- **Exercise directions**:
Scan the records below and copy every line that contains the string "logs".

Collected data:
- - - - -

//! Copyright © 2025-2026 Wenze Wei. All Rights Reserved.
//!
//! This file is part of multiplug.
//! The multiplug project belongs to the Dunimd Team.
//!
//! Licensed under the Apache License, Version 2.0 (the "License");
//! You may not use this file except in compliance with the License.
//! You may obtain a copy of the License at
//!
//!     http://www.apache.org/licenses/LICENSE-2.0
//!
//! Unless required by applicable law or agreed to in writing, software
//! distributed under the License is distributed on an "AS IS" BASIS,
//! WITHOUT WARRANTIES OR CONDITIONS OF ANY KIND, either express or implied.
//! See the License for the specific language governing permissions and
//! limitations under the License.

//! # Batch Computation
//!
//! Runs the `compute` function of a plugin over many input units and
//! writes one TSV row per unit, the log messages of the plugin and a
//! computation report.
//!
//! ## Lifecycle
//!
//! 1. select the input (glob pattern or ids file, optional id processor,
//!    optional skip list);
//! 2. optionally redirect results and logs to files;
//! 3. set up the computation (parameters, report, `initialize`);
//! 4. run, serially or on a thread pool;
//! 5. finalize (report, `finalize`, flush).
//!
//! The first failing unit stops the run: it is written to the log, the
//! report is closed as `partial` or `aborted` and the error is returned.

use std::collections::HashSet;
use std::io::Write;
use std::path::{Path, PathBuf};

use serde_json::Value;

use crate::config::MpBatchConfig;
use crate::contract::MpContract;
use crate::errors::{MpError, Result};
use crate::importer::MpImporter;
use crate::loader::module_name;
use crate::module::MpModule;
use crate::report::{MpReason, MpReport};
use crate::sink::{tsv_reader, MpSink};
use crate::value::{MpKwargs, MpValue};

/// Name of the parameter carrying the plugin state.
pub const STATE: &str = "state";

/// One unit of work: the id passed to `compute` and the id written to the
/// results.
#[derive(Clone, Debug, PartialEq, Eq)]
pub struct MpUnit {
    pub input_id: String,
    pub output_id: String,
}

/// Where the input units come from.
#[derive(Clone, Debug)]
pub enum MpInputSource {
    /// Files matching a glob pattern; the path is the input id.
    Glob(String),
    /// One column (1-based) of a TSV file.
    IdsFile { path: PathBuf, column: usize },
}

/// Interpreted return value of `compute`.
#[derive(Clone, Debug, Default, PartialEq)]
pub struct MpComputeOutput {
    pub results: Vec<Value>,
    pub logs: Vec<String>,
}

impl MpComputeOutput {
    /// `[results, logs...]` when the first element is a list, a results
    /// row when the value is a list of scalars, a single cell otherwise.
    pub fn from_value(value: &MpValue) -> Result<Self> {
        let data = value
            .as_data()
            .ok_or_else(|| MpError::validation("compute returned an opaque object"))?;
        let Value::Array(items) = data else {
            return Ok(MpComputeOutput {
                results: vec![data.clone()],
                logs: Vec::new(),
            });
        };
        match items.split_first() {
            Some((Value::Array(results), rest)) => {
                let mut logs = Vec::new();
                for entry in rest {
                    match entry {
                        Value::Array(messages) => logs.extend(messages.iter().filter_map(log_text)),
                        other => logs.extend(log_text(other)),
                    }
                }
                Ok(MpComputeOutput {
                    results: results.clone(),
                    logs,
                })
            }
            _ => Ok(MpComputeOutput {
                results: items.clone(),
                logs: Vec::new(),
            }),
        }
    }

    /// Fields of the results row of a unit.
    pub fn row(&self, output_id: &str) -> Vec<String> {
        let mut row = Vec::with_capacity(self.results.len() + 1);
        row.push(output_id.to_string());
        row.extend(self.results.iter().map(|cell| MpValue::Data(cell.clone()).to_text()));
        row
    }
}

fn log_text(value: &Value) -> Option<String> {
    match value {
        Value::Null => None,
        Value::String(s) if s.is_empty() => None,
        other => Some(MpValue::Data(other.clone()).to_text()),
    }
}

/// Shortens a description to at most `width` characters.
pub fn shorten(text: &str, width: usize) -> String {
    if text.chars().count() <= width {
        return text.to_string();
    }
    if width <= 3 {
        return text.chars().take(width).collect();
    }
    let mut short: String = text.chars().take(width - 3).collect();
    short.push_str("...");
    short
}

/// Ids listed in the first column of a skip-list file.
pub fn read_skip_list(path: &Path) -> Result<HashSet<String>> {
    let mut skip = HashSet::new();
    for record in tsv_reader(path)?.records() {
        let record = record?;
        if let Some(id) = record.get(0) {
            skip.insert(id.trim_end().to_string());
        }
    }
    log::info!("skipping computation for up to {} units", skip.len());
    Ok(skip)
}

/// Ids in one column (1-based) of a TSV file.
pub fn read_ids_column(path: &Path, column: usize) -> Result<Vec<String>> {
    if column < 1 {
        return Err(MpError::validation("idscol must be a positive integer"));
    }
    let mut ids = Vec::new();
    for (line, record) in tsv_reader(path)?.records().enumerate() {
        let record = record?;
        let id = record.get(column - 1).ok_or_else(|| {
            MpError::validation(format!(
                "{}:{}: no column {} in the ids file",
                path.display(),
                line + 1,
                column
            ))
        })?;
        ids.push(id.trim_end().to_string());
    }
    Ok(ids)
}

fn glob_units(pattern: &str) -> Result<Vec<String>> {
    let paths = glob::glob(pattern)
        .map_err(|err| MpError::validation(format!("invalid glob pattern '{}': {}", pattern, err)))?;
    let mut units = Vec::new();
    for entry in paths {
        let path = entry.map_err(|err| MpError::Io(err.to_string()))?;
        units.push(path.to_string_lossy().into_owned());
    }
    Ok(units)
}

/// A batch computation with one compute plugin.
#[derive(Debug)]
pub struct MpBatchComputation {
    plugin: MpModule,
    importer: MpImporter,
    config: MpBatchConfig,
    description: String,
    units: Option<Vec<MpUnit>>,
    output: MpSink,
    log: MpSink,
    params: MpKwargs,
    report: Option<MpReport>,
    computed: bool,
}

- - - - -

- **Result for this exercise**:
//! 2. optionally redirect results and logs to files;
    pub logs: Vec<String>,
    /// `[results, logs...]` when the first element is a list, a results
                logs: Vec::new(),
                let mut logs = Vec::new();
                        Value::Array(messages) => logs.extend(messages.iter().filter_map(log_text)),
                        other => logs.extend(log_text(other)),
                    logs,
                logs: Vec::new(),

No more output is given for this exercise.